3. Find Sensitive Information

Which stored information is sensitive? When Enterprise Strategy Group surveyed multiple companies—including airlines, credit card companies, and banks—about their confidential information, "over half the companies we talked to said at least 50 percent of the information that they create on a regular basis was confidential information," says Babineau. "That's a pretty exorbitant number, when you think about it."

Confidential information might include intellectual property, extremely business-sensitive information, or pieces of data harmless on their own but which become personally identifiable when brought together. "Many people think confidential information only has to do with external parties, but when you run payroll for your company, there are social security numbers, bank account, routing numbers, employee addresses, phone numbers," says Babineau. "If you don't secure that stuff, you have a problem."

Accordingly, companies must determine every place such sensitive information is stored, and also trace every application or process, including the test bed, that accesses or moves such data, both internally and with business partners. "Everything must be accounted for," says Slim.

4. Enforce a Data Obfuscation Plan

Next determine how to obfuscate data for each application or process relying on sensitive information. Different applications will have different requirements, thus each needs its own data-obfuscation plan. Consistency also counts, says Slim. "If you disguise it in one place you have to disguise it in other places to maintain the integrity of data."

Exactly how data should be disguised depends on the application using the data. For example, one application may just store credit card numbers, meaning they can be left encrypted until needed. Meanwhile, another application may need to see the actual third digit of a credit card number for verification purposes. In that case, perhaps the one digit can be left unencrypted, and fake numbers substituted for every other digit. Likewise, an application may run correctly even when every first and last name reads "John Doe," which makes it easier to generate fake names and begin obscuring identities.

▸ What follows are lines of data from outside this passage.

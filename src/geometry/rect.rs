//! Integer screen geometry.
//!
//! Rectangles are half-open: `right` and `bottom` are exclusive, so a
//! `Rect` is empty as soon as either extent collapses to zero.

use serde::{Deserialize, Serialize};

#[derive(Debug, Clone, Copy, Default, PartialEq, Eq, Hash, Serialize, Deserialize)]
pub struct Point {
    pub x: i32,
    pub y: i32,
}

impl Point {
    pub const fn new(x: i32, y: i32) -> Self {
        Self { x, y }
    }
}

impl std::ops::Add for Point {
    type Output = Point;
    fn add(self, rhs: Point) -> Point {
        Point::new(self.x + rhs.x, self.y + rhs.y)
    }
}

/// Axis-aligned rectangle with exclusive right/bottom edges.
#[derive(Debug, Clone, Copy, Default, PartialEq, Eq, Hash)]
pub struct Rect {
    pub left: i32,
    pub top: i32,
    pub right: i32,
    pub bottom: i32,
}

impl Rect {
    pub const fn new(left: i32, top: i32, right: i32, bottom: i32) -> Self {
        Self {
            left,
            top,
            right,
            bottom,
        }
    }

    /// Rectangle anchored at the origin.
    pub const fn sized(width: i32, height: i32) -> Self {
        Self::new(0, 0, width, height)
    }

    #[inline]
    pub fn width(&self) -> i32 {
        self.right - self.left
    }

    #[inline]
    pub fn height(&self) -> i32 {
        self.bottom - self.top
    }

    #[inline]
    pub fn area(&self) -> i32 {
        self.width() * self.height()
    }

    #[inline]
    pub fn is_empty(&self) -> bool {
        self.left >= self.right || self.top >= self.bottom
    }

    #[inline]
    pub fn intersects(&self, other: &Rect) -> bool {
        self.left < other.right
            && other.left < self.right
            && self.top < other.bottom
            && other.top < self.bottom
    }

    /// True if `other` lies completely inside `self`.
    #[inline]
    pub fn contains(&self, other: &Rect) -> bool {
        self.left <= other.left
            && self.top <= other.top
            && self.right >= other.right
            && self.bottom >= other.bottom
    }

    #[inline]
    pub fn contains_point(&self, p: Point) -> bool {
        p.x >= self.left && p.x < self.right && p.y >= self.top && p.y < self.bottom
    }

    /// Grow `self` to the bounding box of both rectangles.
    pub fn extend(&mut self, other: &Rect) {
        self.left = self.left.min(other.left);
        self.top = self.top.min(other.top);
        self.right = self.right.max(other.right);
        self.bottom = self.bottom.max(other.bottom);
    }

    /// Intersect in place. A disjoint clip leaves an empty (but not
    /// necessarily zero) rectangle, same as the legacy renderer.
    pub fn clip(&mut self, other: &Rect) {
        self.left = self.left.max(other.left);
        self.top = self.top.max(other.top);
        self.right = self.right.min(other.right).max(self.left);
        self.bottom = self.bottom.min(other.bottom).max(self.top);
    }

    /// Intersection; empty zero rectangle when the two do not meet.
    pub fn intersection(&self, other: &Rect) -> Rect {
        if !self.intersects(other) {
            return Rect::default();
        }
        Rect::new(
            self.left.max(other.left),
            self.top.max(other.top),
            self.right.min(other.right),
            self.bottom.min(other.bottom),
        )
    }

    pub fn translate(&mut self, dx: i32, dy: i32) {
        self.left += dx;
        self.right += dx;
        self.top += dy;
        self.bottom += dy;
    }

    pub fn translated(mut self, dx: i32, dy: i32) -> Rect {
        self.translate(dx, dy);
        self
    }

    pub fn move_to(&mut self, x: i32, y: i32) {
        let (w, h) = (self.width(), self.height());
        *self = Rect::new(x, y, x + w, y + h);
    }
}

/// Exact rational used for coordinate-system conversions.
#[derive(Debug, Clone, Copy, PartialEq, Eq)]
pub struct Ratio {
    pub num: i32,
    pub den: i32,
}

impl Default for Ratio {
    fn default() -> Self {
        Self::ONE
    }
}

impl Ratio {
    pub const ONE: Ratio = Ratio { num: 1, den: 1 };

    pub const fn new(num: i32, den: i32) -> Self {
        Self { num, den }
    }

    #[inline]
    pub fn is_one(&self) -> bool {
        self.num == self.den
    }

    /// `value * ratio`, truncated toward zero.
    #[inline]
    pub fn apply(&self, value: i32) -> i32 {
        ((value as i64 * self.num as i64) / self.den as i64) as i32
    }

    /// Inverse mapping, used to go from screen back to script space.
    #[inline]
    pub fn invert(&self, value: i32) -> i32 {
        ((value as i64 * self.den as i64) / self.num as i64) as i32
    }

    pub fn mul(&self, other: Ratio) -> Ratio {
        Ratio::new(self.num * other.num, self.den * other.den)
    }
}

/// Multiply and round up any remainder.
pub fn mulru(value: i32, ratio: Ratio) -> i32 {
    let scaled = value as i64 * ratio.num as i64;
    let mut out = (scaled / ratio.den as i64) as i32;
    if scaled % ratio.den as i64 != 0 {
        out += 1;
    }
    out
}

/// Scale a rectangle, rounding up. The last included pixel is scaled and
/// `extra` added back, which is how plane rectangles grow to screen size.
pub fn mulru_rect(rect: &mut Rect, rx: Ratio, ry: Ratio, extra: i32) {
    rect.left = mulru(rect.left, rx);
    rect.top = mulru(rect.top, ry);
    rect.right = mulru(rect.right - 1, rx) + extra;
    rect.bottom = mulru(rect.bottom - 1, ry) + extra;
}

/// Scale a rectangle, truncating. Inclusive edges are scaled then re-opened.
pub fn mulinc(rect: &mut Rect, rx: Ratio, ry: Ratio) {
    rect.left = rx.apply(rect.left);
    rect.top = ry.apply(rect.top);
    rect.right = rx.apply(rect.right - 1) + 1;
    rect.bottom = ry.apply(rect.bottom - 1) + 1;
}
//! Planes, screen items and everything that turns them into frames.

pub mod draw_list;
pub mod error;
pub mod frameout;
pub mod graphics;
pub mod plane;
pub mod plane_list;
pub mod screen_item;
pub mod throttle;
pub mod transitions;

pub use error::GfxError;
pub use frameout::{FrameOut, Services};
pub use graphics::Graphics;
pub use plane::{Plane, PlaneType};
pub use plane_list::PlaneList;
pub use screen_item::ScreenItem;
pub use transitions::{ScrollRequest, ShowStyleRequest, ShowStyleType};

Two ways to enforce data obfuscation are via dedicated test-data-obfuscation tools, and also via database archiving products, many of which can create database archives with subsets of information, and specific types of columns or fields transformed or masked. "A lot of the archiving solutions today offer the ability to do masking, so if it sees a specific format—zip code, or social security or credit card number—it can scramble things. You may scramble all the zip codes and addresses for specific users," says Babineau. "That way you have all the right information, it's just not organized in the correct way.

Vendors offering such technology, says Babineau, include Applimation, CA, Compuware, HP's Outerbay and Mercury Interactive, Princeton Softech, and Solix Technologies.

5. Automate Test Data Generation

For optimum security, companies must completely remove developers from the data-disguise equation. "You don't want to give them the option of do you disguise the data or not, and if I'm a developer, you don't want to have to set up disguise rules; you just want to grab the data," says Jim Wyne, Compuware's director of field technical support. The ideal, then, is to create automated processes that give anyone who needs access to test data—developers, testers, or QA personnel—the precise obfuscated data they need to do their job.

While a test-data czar can generate test data every time it's needed, for security and compliance purposes, the more automated the controls, the better. "The more of those processes we can put in place that automate that step or that task, the more you're going to meet the regulations or the requirements, the more auditable the data is, and the more safeguarding you're doing to ensure the data is protected," notes Wyne.

Using automated tools "to create these rules and then refresh and reuse them" also saves time, says Slim, since it ensures consistent, high-quality test data, "without having to reinvent the reality every time."